自分が殺されかけてるのに俺は案外冷静だった。
隣では茜ちゃんがガタガタ震えている。
そんな俺達を見て殺人鬼が言った。
紅巴「あぁ、つまんねぇ!なんだよこいつ!この世に未練なんか無い。早く死にたい。みたいな顔しちゃってさ!そんな奴殺してもつまんねぇんだよ!そっちの女の子も静かそうでクラスの中心って感じしねぇし!もっとエラそーな奴が来たと思ったのに!」
あぁ、助かったのかも。
俺は安心した。
茜ちゃんも安心したのか震えがおさまって来ていた。
紅巴「でも、俺はつまんねぇがこいつにとっちゃ楽しいことかもなぁ。なぁ、紅杜?」
殺人鬼はそう言ってさっきから一つの死体を愛おしそうにずっと見つめているもう1人の殺人鬼の方を向いた。

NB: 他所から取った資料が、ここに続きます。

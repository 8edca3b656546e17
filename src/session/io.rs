// SPDX-License-Identifier: AGPL-3.0-or-later
// Copyright (C) 2012-2025 Andrei Maltsev

//! The transport: a boxed, optionally SOCKS5-proxied TCP stream, plus the
//! cipher-aware frame read/write primitives shared by the handshake
//! engine and the post-auth listener/send path.

use std::time::Duration;

use anyhow::{Context, Result, anyhow};
use tokio::{
    io::{AsyncRead, AsyncReadExt, AsyncWrite, AsyncWriteExt},
    net::TcpStream,
    time::timeout,
};
use tokio_socks::tcp::Socks5Stream;
use tokio_util::sync::CancellationToken;

use crate::{cfg::config::Network, crypto::cipher::AsymmetricCipher};

/// Anything the frame codec can read from and write to.
pub trait AsyncStream: AsyncRead + AsyncWrite + Unpin + Send {}
impl<T: AsyncRead + AsyncWrite + Unpin + Send> AsyncStream for T {}

pub type GameStream = Box<dyn AsyncStream>;

/// Opens the TCP connection, routing through a SOCKS5 proxy (with DNS
/// resolved proxy-side) when `network.socks_proxy` is set.
pub async fn connect_stream(network: &Network, connect_timeout: Duration) -> Result<GameStream> {
    let target = format!("{}:{}", network.host, network.port);

    let stream = timeout(connect_timeout, async {
        match &network.socks_proxy {
            None => {
                let tcp = TcpStream::connect(&target).await?;
                Ok::<GameStream, std::io::Error>(Box::new(tcp))
            },
            Some(proxy) => {
                let parts: Vec<&str> = proxy.split(':').collect();
                let proxy_addr = format!("{}:{}", parts[0], parts[1]);
                let proxied = if parts.len() == 4 {
                    Socks5Stream::connect_with_password(
                        proxy_addr.as_str(),
                        target.as_str(),
                        parts[2],
                        parts[3],
                    )
                    .await
                } else {
                    Socks5Stream::connect(proxy_addr.as_str(), target.as_str()).await
                }
                .map_err(std::io::Error::other)?;
                Ok(Box::new(proxied) as GameStream)
            },
        }
    })
    .await
    .context("connect timed out")?
    .context("connect failed")?;

    Ok(stream)
}

/// Reads one frame: a 4-byte big-endian length header followed by
/// `length` bytes of `{id:u16_be}{body}`, decrypting through `cipher`
/// when it is installed. The cipher, if present, is stateful across the
/// whole stream, not reset per frame.
pub async fn read_frame<R>(
    reader: &mut R,
    cipher: &mut Option<AsymmetricCipher>,
) -> std::io::Result<(u16, Vec<u8>)>
where
    R: AsyncRead + Unpin,
{
    let mut len_buf = [0u8; 4];
    reader.read_exact(&mut len_buf).await?;
    if let Some(c) = cipher {
        let decrypted = c.decrypt(&len_buf);
        len_buf.copy_from_slice(&decrypted);
    }
    let len = u32::from_be_bytes(len_buf) as usize;

    if len < 2 {
        return Ok((0, Vec::new()));
    }

    let mut rest = vec![0u8; len];
    reader.read_exact(&mut rest).await?;
    if let Some(c) = cipher {
        rest = c.decrypt(&rest);
    }

    let id = u16::from_be_bytes([rest[0], rest[1]]);
    Ok((id, rest[2..].to_vec()))
}

/// Writes already-finished frame bytes (`{length}{id}{body}` as produced
/// by `OutFrame::finish`), encrypting through `cipher` when installed.
pub async fn write_frame<W>(
    writer: &mut W,
    frame_bytes: &[u8],
    cipher: &mut Option<AsymmetricCipher>,
) -> std::io::Result<()>
where
    W: AsyncWrite + Unpin,
{
    match cipher {
        Some(c) => writer.write_all(&c.encrypt(frame_bytes)).await,
        None => writer.write_all(frame_bytes).await,
    }
}

/// Races `fut` against a deadline and a cancellation signal, the same
/// shape used throughout the handshake and the post-auth read loop.
pub async fn io_with_timeout<F, T>(
    label: &'static str,
    fut: F,
    io_timeout: Duration,
    cancel: &CancellationToken,
) -> Result<T>
where
    F: Future<Output = std::io::Result<T>>,
{
    tokio::select! {
        _ = cancel.cancelled() => Err(anyhow!("{label} cancelled")),
        res = timeout(io_timeout, fut) => {
            match res {
                Ok(Ok(v)) => Ok(v),
                Ok(Err(e)) => Err(e.into()),
                Err(_) => Err(anyhow!("{label} timed out")),
            }
        }
    }
}
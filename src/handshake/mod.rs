//! The fixed nine-step handshake: plaintext hello and DH exchange, cipher
//! installation, then the encrypted login triad and the bounded
//! authentication wait. Expressed as a small state machine in the same
//! shape used elsewhere in this crate (`state_machine::common`), one
//! marker struct per step.

// SPDX-License-Identifier: AGPL-3.0-or-later
// Copyright (C) 2012-2025 Andrei Maltsev

pub mod context;
pub mod states;

pub use context::{HandshakeCtx, HandshakeOutcome, run_handshake};
//! Incoming-packet parsers and outgoing-packet composers for the game
//! protocol. Parsers are deliberately lenient (see `codec::frame::InFrame`)
//! so a schema drift in one field never takes down the whole dispatcher.

// SPDX-License-Identifier: AGPL-3.0-or-later
// Copyright (C) 2012-2025 Andrei Maltsev

pub mod composers;
pub mod disconnect;
pub mod navigator;
pub mod users;
// SPDX-License-Identifier: AGPL-3.0-or-later
// Copyright (C) 2012-2025 Andrei Maltsev

use core::fmt;

use serde::{Deserialize, Serialize};

/// Avatar gender, used to pick an appearance list during personalization.
#[derive(Deserialize, Serialize, Debug, Clone, Copy, PartialEq, Eq)]
pub enum Gender {
    #[serde(rename = "Male", alias = "male", alias = "M", alias = "m")]
    Male,
    #[serde(rename = "Female", alias = "female", alias = "F", alias = "f")]
    Female,
}

impl fmt::Display for Gender {
    fn fmt(&self, f: &mut fmt::Formatter<'_>) -> fmt::Result {
        f.write_str(match self {
            Gender::Male => "M",
            Gender::Female => "F",
        })
    }
}

/// Whether the random walker should restrict destinations to tiles it has
/// confirmed are walkable, or walk blind over a fixed-size grid.
#[derive(Deserialize, Serialize, Debug, Clone, Copy, PartialEq, Eq, Default)]
pub enum WalkMode {
    #[default]
    #[serde(rename = "RoomAware", alias = "room_aware", alias = "room-aware")]
    RoomAware,
    #[serde(rename = "Blind", alias = "blind")]
    Blind,
}
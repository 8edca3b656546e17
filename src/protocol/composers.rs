// SPDX-License-Identifier: AGPL-3.0-or-later
// Copyright (C) 2012-2025 Andrei Maltsev

//! Outgoing frame builders for the handshake, login triad, and the
//! public action API. Each function takes the packet-id table plus its
//! arguments and returns a ready-to-send `OutFrame` (or, for multi-frame
//! actions, a `Vec<OutFrame>` in send order).

use rand::{Rng, RngExt, distr::Alphanumeric};

use crate::{cfg::config::OutgoingIds, codec::frame::OutFrame};

pub fn client_hello(
    ids: &OutgoingIds,
    release_version: &str,
    client_type: &str,
    platform_id: i32,
    client_version: i32,
) -> OutFrame {
    let mut f = OutFrame::new(ids.client_hello);
    f.write_string(release_version)
        .write_string(client_type)
        .write_i32(platform_id)
        .write_i32(client_version);
    f
}

pub fn dh_init(ids: &OutgoingIds) -> OutFrame {
    OutFrame::new(ids.dh_init)
}

pub fn dh_complete(ids: &OutgoingIds, encrypted_public_hex: &str) -> OutFrame {
    let mut f = OutFrame::new(ids.dh_complete);
    f.write_string(encrypted_public_hex);
    f
}

pub fn version_check(
    ids: &OutgoingIds,
    locale: i32,
    external_variables_url: &str,
) -> OutFrame {
    let mut f = OutFrame::new(ids.version_check);
    f.write_i32(locale).write_string("app:/").write_string(external_variables_url);
    f
}

pub fn unique_id(ids: &OutgoingIds, device_fingerprint: &str, platform_string: &str) -> OutFrame {
    let mut f = OutFrame::new(ids.unique_id);
    f.write_string(device_fingerprint).write_string(platform_string);
    f
}

pub fn sso_ticket(ids: &OutgoingIds, ticket: &str, elapsed_ms: i32) -> OutFrame {
    let mut f = OutFrame::new(ids.sso_ticket);
    f.write_string(ticket).write_i32(elapsed_ms);
    f
}

pub fn info_retrieve(ids: &OutgoingIds) -> OutFrame {
    OutFrame::new(ids.info_retrieve)
}

pub fn pong(ids: &OutgoingIds) -> OutFrame {
    OutFrame::new(ids.pong)
}

pub fn latency_ping_request(ids: &OutgoingIds, request_id: i32) -> OutFrame {
    let mut f = OutFrame::new(ids.latency_ping_request);
    f.write_i32(request_id);
    f
}

/// Wraps a shout message with a random 4-letter prefix/suffix unless it
/// looks like a command (starts with `:` or `/`). Picks a random style in
/// `[0, 30]` when `style` is `-1`.
pub fn shout(ids: &OutgoingIds, message: &str, style: i32) -> OutFrame {
    let mut rng = rand::rng();
    let chosen_style = if style == -1 { rng.random_range(0..=30) } else { style };

    let final_message = if message.starts_with(':') || message.starts_with('/') {
        message.to_string()
    } else {
        let prefix = random_uppercase(&mut rng, 4);
        let suffix = random_uppercase(&mut rng, 4);
        format!("{prefix} {message} {suffix}")
    };

    let mut f = OutFrame::new(ids.shout);
    f.write_string(&final_message).write_i32(chosen_style);
    f
}

fn random_uppercase(rng: &mut impl Rng, len: usize) -> String {
    rng.sample_iter(Alphanumeric)
        .filter(u8::is_ascii_uppercase)
        .take(len)
        .map(char::from)
        .chain(std::iter::repeat('X'))
        .take(len)
        .collect()
}

pub fn whisper(ids: &OutgoingIds, target_name: &str, message: &str, style: i32) -> OutFrame {
    let mut f = OutFrame::new(ids.whisper);
    f.write_string(&format!("{target_name} {message}")).write_i32(style);
    f
}

pub fn walk(ids: &OutgoingIds, x: i32, y: i32) -> OutFrame {
    let mut f = OutFrame::new(ids.walk);
    f.write_i32(x).write_i32(y);
    f
}

/// The four-frame sequence that enters a room: preload, clear any active
/// effect, signal readiness, then finalize. Order matters and the caller
/// must send them through the single send-mutex in this order.
pub fn join_room_sequence(ids: &OutgoingIds, room_id: i32) -> Vec<OutFrame> {
    let mut preload = OutFrame::new(ids.join_room);
    preload.write_i32(room_id).write_i32(0).write_i32(1);

    let mut clear_effect = OutFrame::new(ids.effect_select);
    clear_effect.write_i32(-1);

    let ready = OutFrame::new(ids.join_room_ready);

    let mut finalize = OutFrame::new(ids.join_room_flat);
    finalize.write_i32(room_id).write_i32(1).write_i32(0);

    vec![preload, clear_effect, ready, finalize]
}

pub fn change_motto(ids: &OutgoingIds, motto: &str) -> OutFrame {
    let mut f = OutFrame::new(ids.change_motto);
    f.write_string(motto);
    f
}

pub fn update_figure(ids: &OutgoingIds, gender: &str, figure: &str) -> OutFrame {
    let mut f = OutFrame::new(ids.update_figure);
    f.write_string(gender).write_string(figure);
    f
}

pub fn request_friend(ids: &OutgoingIds, user: &str) -> OutFrame {
    let mut f = OutFrame::new(ids.request_friend);
    f.write_string(user);
    f
}

pub fn change_username(ids: &OutgoingIds, name: &str) -> OutFrame {
    let mut f = OutFrame::new(ids.change_username);
    f.write_string(name);
    f
}

pub fn dance(ids: &OutgoingIds, move_id: i32) -> OutFrame {
    let mut f = OutFrame::new(ids.dance);
    f.write_i32(move_id);
    f
}

pub fn sign(ids: &OutgoingIds, sign_id: i32) -> OutFrame {
    let mut f = OutFrame::new(ids.sign);
    f.write_i32(sign_id);
    f
}

pub fn change_posture(ids: &OutgoingIds, posture_id: i32) -> OutFrame {
    let mut f = OutFrame::new(ids.change_posture);
    f.write_i32(posture_id);
    f
}

pub fn respect_user(ids: &OutgoingIds, room_index: i32) -> OutFrame {
    let mut f = OutFrame::new(ids.respect_user);
    f.write_i32(room_index);
    f
}

pub fn replenish_respect(ids: &OutgoingIds) -> OutFrame {
    OutFrame::new(ids.replenish_respect)
}

pub fn reward_status(ids: &OutgoingIds) -> OutFrame {
    OutFrame::new(ids.reward_status)
}

pub fn reward_claim(ids: &OutgoingIds, reward_type: i32) -> OutFrame {
    let mut f = OutFrame::new(ids.reward_claim);
    f.write_i32(reward_type);
    f
}

pub fn purchase_item(
    ids: &OutgoingIds,
    page_id: i32,
    item_id: i32,
    extra_data: &str,
    amount: i32,
) -> OutFrame {
    let mut f = OutFrame::new(ids.purchase_item);
    f.write_i32(page_id).write_i32(item_id).write_string(extra_data).write_i32(amount);
    f
}

pub fn effect_activate(ids: &OutgoingIds, effect_id: i32) -> OutFrame {
    let mut f = OutFrame::new(ids.effect_activate);
    f.write_i32(effect_id);
    f
}

pub fn effect_select(ids: &OutgoingIds, effect_id: i32) -> OutFrame {
    let mut f = OutFrame::new(ids.effect_select);
    f.write_i32(effect_id);
    f
}

pub fn search_navigator(ids: &OutgoingIds, category: &str, value: &str) -> OutFrame {
    let mut f = OutFrame::new(ids.search_navigator);
    f.write_string(category).write_string(value);
    f
}

pub fn select_initial_room(ids: &OutgoingIds, template: &str) -> OutFrame {
    let mut f = OutFrame::new(ids.select_initial_room);
    f.write_string(template);
    f
}
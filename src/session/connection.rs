// SPDX-License-Identifier: AGPL-3.0-or-later
// Copyright (C) 2012-2025 Andrei Maltsev

//! The authenticated session: one listener task dispatching frames by id,
//! one keepalive task, and the send path / action API surface sharing a
//! single send mutex, matching the single-in-flight-write expectation the
//! server's framing relies on.

use std::{
    collections::HashMap,
    sync::{
        Arc, Weak,
        atomic::{AtomicI32, Ordering},
    },
    time::{Duration, Instant},
};

use anyhow::Result;
use once_cell::sync::OnceCell;
use rand::RngExt;
use tokio::{
    io::{ReadHalf, WriteHalf, split},
    sync::{Mutex, Notify, RwLock},
    time::sleep,
};
use tokio_util::sync::CancellationToken;
use tracing::{debug, warn};

use crate::{
    cfg::{config::Config, enums::WalkMode},
    codec::frame::{InFrame, OutFrame},
    crypto::cipher::AsymmetricCipher,
    error::SessionError,
    handshake,
    protocol::{
        composers,
        disconnect::classify,
        navigator::parse_navigator_results,
        users::{
            RoomUser, SelfProfile, parse_flat_created, parse_flood_control, parse_noobness_level,
            parse_position_updates, parse_user_object, parse_user_remove, parse_users,
        },
    },
    room::{
        geometry::RoomGeometry,
        walker::{WalkerHandle, pick_destination},
    },
    session::{
        io::{GameStream, connect_stream, read_frame, write_frame},
        observers::Observers,
        personalization,
        state::SessionStatus,
    },
    utils::format_mute_duration,
};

もう1人の殺人鬼はニヤニヤしながら俺の方へ近づいてきた。
この人が紅杜さんってことはさっきまで喋っていた人が紅巴さんなのだろう。
紅杜「へぇ、君の目綺麗だね」
紅杜さんは俺の目を見ながら言った。
紅杜「そういう死んだような目をしてる子が俺に殺されかけて恐怖に染まる顔が見たいんだよぉ♪」
あ、ダメだこの人。
紅巴さんもおかしな人だとは思ったけど、紅杜さんの方が壊れている。
あぁ、やっぱり俺の人生終わったな。
そう思ったその時……
バンッ!……
銃声が聞こえたかと思うと俺の前にいる紅杜さんが頬をおさえてうずくまっていた。
紅巴さんは何故か青ざめている。
紅巴「ヤベェ…だからこいつが行く前に帰ろうって言ったんだよ!」
そう言って紅巴さんは逃げようとした。
だが、紅巴さんの腕を誰かがつかんで逃げることができなくなった。
??「よぉ、紅巴。逃げることねぇじゃねぇか。久しぶりの再会なんだからよぉ」
紅巴「ハハ、ほんと久しぶりだなぁ。真紅」
真紅「あぁ、で、紅巴。お前俺がなんで機嫌わりぃかわかってるか?」
紅巴「え、紅杜が真紅の仕事邪魔したからだろ?」
真紅「それもあるが、一番はお前だよ。紅巴」
紅巴「はぁ!?なんで俺?俺なんもしてねぇじゃん!」
真紅「お前が一番俺に迷惑かけてんだよ…お前最初に殺した奴覚えてるか?」
紅巴「おぅ!覚えてるぞ!なんか無駄にエラそーな奴!」
真紅「そいつが今回の依頼主」
紅巴「え…」
真紅「つまり今回の仕事の報酬がもらえねぇんだよ!どーしてくれるんだ!」
紅巴「ごめん!本当に悪かった!許してくれ!」
真紅「許せるか!こっちは生活がかかってんだぞ!」
何故か2人の喧嘩が始まった。
そういえば紅杜さんは大丈夫なのだろうか?
紅杜さんの方を見ると死体を見ていた時のように愛おしそうに真紅さんを見ていた。
紅杜「はぁ、真紅。何時になったら俺に殺されに来てくれるの?」
と独り言を言っている。
やっぱりこの人は壊れている。
そうこうしていると職員室に向かってくる足音が聞こえてきた。
やばい。こんな状況ほかの生徒に見られたら面倒なことになる。
どうすればいいんだ。
そう悩んでいると職員室のドアが開かれた。
そこに立っていたのは紅杜さん達と同い年くらいの青年が立っていた。
??「あれ?もう皆さん揃ってましたか。遅れてしまい申し訳ありません。」
皆は頭のうえに?を浮かべている。
ただ1人、紅巴さんを除いて。
紅巴さんは鋭い目つきでさっきの青年の方を見ていた。